## SUPPLIED ENTRIES
-*-

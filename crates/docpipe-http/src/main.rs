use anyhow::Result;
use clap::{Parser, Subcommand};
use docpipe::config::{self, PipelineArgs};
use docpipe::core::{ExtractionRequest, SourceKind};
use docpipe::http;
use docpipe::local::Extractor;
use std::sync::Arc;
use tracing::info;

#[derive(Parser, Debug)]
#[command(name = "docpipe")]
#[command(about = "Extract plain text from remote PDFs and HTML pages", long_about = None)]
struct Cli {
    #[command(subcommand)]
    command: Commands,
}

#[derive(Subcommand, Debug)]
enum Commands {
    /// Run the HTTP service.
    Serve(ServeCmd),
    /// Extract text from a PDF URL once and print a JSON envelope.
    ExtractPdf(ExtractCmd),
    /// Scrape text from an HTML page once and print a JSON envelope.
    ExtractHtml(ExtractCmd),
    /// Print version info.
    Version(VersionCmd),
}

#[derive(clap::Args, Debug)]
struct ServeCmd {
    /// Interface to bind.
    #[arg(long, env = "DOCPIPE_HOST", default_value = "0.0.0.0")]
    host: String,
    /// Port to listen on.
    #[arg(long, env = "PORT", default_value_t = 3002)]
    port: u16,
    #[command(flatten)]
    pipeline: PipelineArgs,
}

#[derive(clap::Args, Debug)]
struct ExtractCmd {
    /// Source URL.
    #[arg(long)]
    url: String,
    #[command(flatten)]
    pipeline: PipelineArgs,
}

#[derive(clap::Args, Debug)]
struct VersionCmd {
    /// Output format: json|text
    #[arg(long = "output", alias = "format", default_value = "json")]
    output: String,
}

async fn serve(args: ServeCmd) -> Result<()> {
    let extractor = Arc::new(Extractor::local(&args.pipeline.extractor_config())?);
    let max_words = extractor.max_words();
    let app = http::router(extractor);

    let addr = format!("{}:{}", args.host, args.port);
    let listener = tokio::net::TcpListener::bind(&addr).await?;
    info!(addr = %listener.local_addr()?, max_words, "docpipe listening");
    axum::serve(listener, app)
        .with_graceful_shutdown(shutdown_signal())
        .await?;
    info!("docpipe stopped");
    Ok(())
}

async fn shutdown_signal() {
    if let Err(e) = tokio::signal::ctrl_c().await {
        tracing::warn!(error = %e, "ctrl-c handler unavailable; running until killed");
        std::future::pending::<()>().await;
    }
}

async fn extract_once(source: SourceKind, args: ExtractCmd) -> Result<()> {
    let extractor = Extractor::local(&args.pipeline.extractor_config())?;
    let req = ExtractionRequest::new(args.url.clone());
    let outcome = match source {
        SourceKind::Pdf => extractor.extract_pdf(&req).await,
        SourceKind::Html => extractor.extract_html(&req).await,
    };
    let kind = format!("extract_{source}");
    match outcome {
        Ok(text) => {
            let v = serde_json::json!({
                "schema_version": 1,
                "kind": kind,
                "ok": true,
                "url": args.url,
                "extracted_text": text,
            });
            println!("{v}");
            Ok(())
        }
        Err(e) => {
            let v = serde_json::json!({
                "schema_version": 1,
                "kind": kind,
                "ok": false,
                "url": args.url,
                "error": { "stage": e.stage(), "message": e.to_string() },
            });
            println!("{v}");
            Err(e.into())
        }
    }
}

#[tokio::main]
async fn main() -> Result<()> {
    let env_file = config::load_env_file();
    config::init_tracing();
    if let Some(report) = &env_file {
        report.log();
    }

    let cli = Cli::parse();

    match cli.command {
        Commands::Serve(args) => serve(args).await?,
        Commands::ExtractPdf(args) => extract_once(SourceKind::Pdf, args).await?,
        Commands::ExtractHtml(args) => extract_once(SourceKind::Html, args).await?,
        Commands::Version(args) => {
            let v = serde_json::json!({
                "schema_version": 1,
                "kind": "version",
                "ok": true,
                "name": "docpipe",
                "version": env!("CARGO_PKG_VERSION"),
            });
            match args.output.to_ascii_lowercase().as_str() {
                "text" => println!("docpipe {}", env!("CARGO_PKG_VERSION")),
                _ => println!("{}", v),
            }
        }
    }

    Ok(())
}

-*-

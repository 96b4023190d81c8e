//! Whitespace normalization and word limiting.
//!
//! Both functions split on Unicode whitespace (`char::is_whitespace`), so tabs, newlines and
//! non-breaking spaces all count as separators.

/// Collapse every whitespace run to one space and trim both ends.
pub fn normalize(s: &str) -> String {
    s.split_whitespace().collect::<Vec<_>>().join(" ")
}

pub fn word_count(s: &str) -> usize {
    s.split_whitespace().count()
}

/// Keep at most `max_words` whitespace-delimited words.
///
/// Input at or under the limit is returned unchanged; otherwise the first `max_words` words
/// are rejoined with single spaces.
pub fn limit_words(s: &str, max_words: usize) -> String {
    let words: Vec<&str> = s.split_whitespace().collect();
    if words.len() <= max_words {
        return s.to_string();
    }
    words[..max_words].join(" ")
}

-*-

## TASK REQUIREMENTS
Which lines above run from the one containing "axum::serve(listener, app)" to the one containing "if let Err(e)"? Give them again exactly, both ends included.

## COMPLETED TASK
    axum::serve(listener, app)
        .with_graceful_shutdown(shutdown_signal())
        .await?;
    info!("docpipe stopped");
    Ok(())
}

async fn shutdown_signal() {
    if let Err(e) = tokio::signal::ctrl_c().await {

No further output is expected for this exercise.